Правила игры ему известны. Он говорит именно то, что должен сказать. Изображает строптивого невольника, в то время как я — надменную госпожу. Пока что это довольно забавно, во всяком случае никто не возражает.
— А как насчет боли, мой принц? Тебе разве не больно?
С этими словами я просовываю рукоятку ножа (сложенного, разумеется) между его скрещенных запястий, после чего с намеренной жестокостью принимаюсь затягивать и перекручивать петли ремня. Нейл оказывает запоздалое сопротивление, сжимая кулаки и напрягая мышцы рук, но этим только укрепляет мою решимость разговорить его во что бы то ни стало.
— Да, — произносит он после паузы. — Есть немного.
Его высокомерие оскорбительно. Улыбка со стиснутыми зубами.
— Ты готов отвечать?
— Остынь, сиятельная, смени гнев на милость. Стоит ли ворошить прошлое? — Он закусывает губу и вздрагивает от смеха. — Ну ладно, ладно, расскажу.
— Что значит «ладно»? Ты делаешь мне одолжение, что ли?

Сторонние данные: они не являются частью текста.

pub mod openai;
pub mod openai_client;
pub mod openai_translate;
pub(crate) mod translator_contract;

— Нам обоим. Думаю, тебе, как и мне, не очень хочется сидеть тут до ночи.
— Наглец! Впервые вижу такого наглеца. Ну, рассказывай.
— Сперва развяжи, — говорит он тихим голосом, просительно шевельнув кистями рук.
Нагнувшись, я поочередно целую их — левую, потом правую — прикусываю зубами золотой браслет, вдыхаю запах буйволиной кожи от ремня.